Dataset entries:

----------

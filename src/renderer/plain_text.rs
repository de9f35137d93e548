use crate::exception::Exception;
use crate::renderer::{ErrorRenderer, RequestInfo, Rendition};

/// Renders `<Type>: <message> in file <file> on line <line>` as plain text
#[derive(Debug, Clone, Default)]
pub struct PlainTextRenderer {
    with_sources: bool,
}

impl PlainTextRenderer {
    /// Also print a `Caused by:` line per error in the source chain
    pub fn with_sources(mut self, with_sources: bool) -> Self {
        self.with_sources = with_sources;
        self
    }
}

impl ErrorRenderer for PlainTextRenderer {
    fn render(&self, exception: &Exception, _request: &RequestInfo) -> Rendition {
        let mut body = exception.to_string();
        if self.with_sources {
            for cause in exception.causes() {
                body.push_str("\nCaused by: ");
                body.push_str(&cause);
            }
        }
        body.push('\n');
        Rendition::text(body)
    }
}
use crate::config::RendererSpec;
use crate::error::{ConfigError, Result};
use crate::renderer::{ErrorRenderer, JsonRenderer, PlainTextRenderer, RendererChain};
use serde_json::Value;
use std::collections::HashMap;
use std::sync::Arc;

/// Builds a renderer from its configured argument list
pub type RendererFactory = Arc<dyn Fn(&[Value]) -> Result<Box<dyn ErrorRenderer>> + Send + Sync>;

/// Named renderer kinds available to configuration.
///
/// [`RendererRegistry::default`] knows the built-in `plain_text` and `json`
/// kinds; applications add their own with [`RendererRegistry::register`].
///
/// # Example
///
/// ```rust
/// use meshestra_logging::renderer::{RendererRegistry, Rendition};
///
/// struct Maintenance;
///
/// impl meshestra_logging::renderer::ErrorRenderer for Maintenance {
///     fn render(
///         &self,
///         _: &meshestra_logging::Exception,
///         _: &meshestra_logging::renderer::RequestInfo,
///     ) -> Rendition {
///         Rendition::text("Back soon").stop()
///     }
/// }
///
/// let mut registry = RendererRegistry::default();
/// registry.register("maintenance", |_args| Ok(Box::new(Maintenance)));
/// assert!(registry.contains("maintenance"));
/// ```
#[derive(Clone)]
pub struct RendererRegistry {
    factories: HashMap<String, RendererFactory>,
}

impl Default for RendererRegistry {
    fn default() -> Self {
        let mut registry = Self::empty();
        registry
            .register("plain_text", |args| {
                let with_sources = single_flag("plain_text", args)?;
                Ok(Box::new(PlainTextRenderer::default().with_sources(with_sources)))
            })
            .register("json", |args| {
                let pretty = single_flag("json", args)?;
                Ok(Box::new(JsonRenderer::default().pretty(pretty)))
            });
        registry
    }
}

impl RendererRegistry {
    /// A registry with no kinds at all
    pub fn empty() -> Self {
        Self {
            factories: HashMap::new(),
        }
    }

    pub fn register<F>(&mut self, kind: impl Into<String>, factory: F) -> &mut Self
    where
        F: Fn(&[Value]) -> Result<Box<dyn ErrorRenderer>> + Send + Sync + 'static,
    {
        self.factories.insert(kind.into(), Arc::new(factory));
        self
    }

    pub fn contains(&self, kind: &str) -> bool {
        self.factories.contains_key(kind)
    }

    /// Instantiate one renderer per spec, preserving order.
    ///
    /// Fails on the first unknown kind or rejected argument list.
    pub fn instantiate(&self, specs: &[RendererSpec]) -> Result<RendererChain> {
        let renderers = specs
            .iter()
            .map(|spec| -> Result<Box<dyn ErrorRenderer>> {
                let factory =
                    self.factories
                        .get(&spec.kind)
                        .ok_or_else(|| ConfigError::UnknownRenderer {
                            kind: spec.kind.clone(),
                        })?;
                tracing::debug!("Instantiating error renderer: {}", spec.kind);
                factory(spec.arguments.as_slice())
            })
            .collect::<Result<Vec<_>>>()?;

        Ok(RendererChain::new(renderers))
    }
}

impl std::fmt::Debug for RendererRegistry {
    fn fmt(&self, f: &mut std::fmt::Formatter<'_>) -> std::fmt::Result {
        let mut kinds: Vec<_> = self.factories.keys().collect();
        kinds.sort();
        f.debug_struct("RendererRegistry").field("kinds", &kinds).finish()
    }
}

/// Accepts `[]` (false) or `[bool]`.
fn single_flag(kind: &str, args: &[Value]) -> Result<bool> {
    match args {
        [] => Ok(false),
        [Value::Bool(flag)] => Ok(*flag),
        [other] => Err(ConfigError::invalid_arguments(
            kind,
            format!("expected a boolean, got {other}"),
        )),
        _ => Err(ConfigError::invalid_arguments(
            kind,
            format!("expected at most one argument, got {}", args.len()),
        )),
    }
}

----------

> _Task_
Nothing beyond the lines from the start of the entries through the line with "knows the built-in" should appear. Repeat those lines exactly, both ends included.

> _Exercise output_
filename src/renderer/plain_text.rs
repository de9f35137d93e548
use crate::exception::Exception;
use crate::renderer::{ErrorRenderer, RequestInfo, Rendition};

/// Renders `<Type>: <message> in file <file> on line <line>` as plain text
#[derive(Debug, Clone, Default)]
pub struct PlainTextRenderer {
    with_sources: bool,
}

impl PlainTextRenderer {
    /// Also print a `Caused by:` line per error in the source chain
    pub fn with_sources(mut self, with_sources: bool) -> Self {
        self.with_sources = with_sources;
        self
    }
}

impl ErrorRenderer for PlainTextRenderer {
    fn render(&self, exception: &Exception, _request: &RequestInfo) -> Rendition {
        let mut body = exception.to_string();
        if self.with_sources {
            for cause in exception.causes() {
                body.push_str("\nCaused by: ");
                body.push_str(&cause);
            }
        }
        body.push('\n');
        Rendition::text(body)
    }
}
use crate::config::RendererSpec;
use crate::error::{ConfigError, Result};
use crate::renderer::{ErrorRenderer, JsonRenderer, PlainTextRenderer, RendererChain};
use serde_json::Value;
use std::collections::HashMap;
use std::sync::Arc;

/// Builds a renderer from its configured argument list
pub type RendererFactory = Arc<dyn Fn(&[Value]) -> Result<Box<dyn ErrorRenderer>> + Send + Sync>;

/// Named renderer kinds available to configuration.
///
/// [`RendererRegistry::default`] knows the built-in `plain_text` and `json`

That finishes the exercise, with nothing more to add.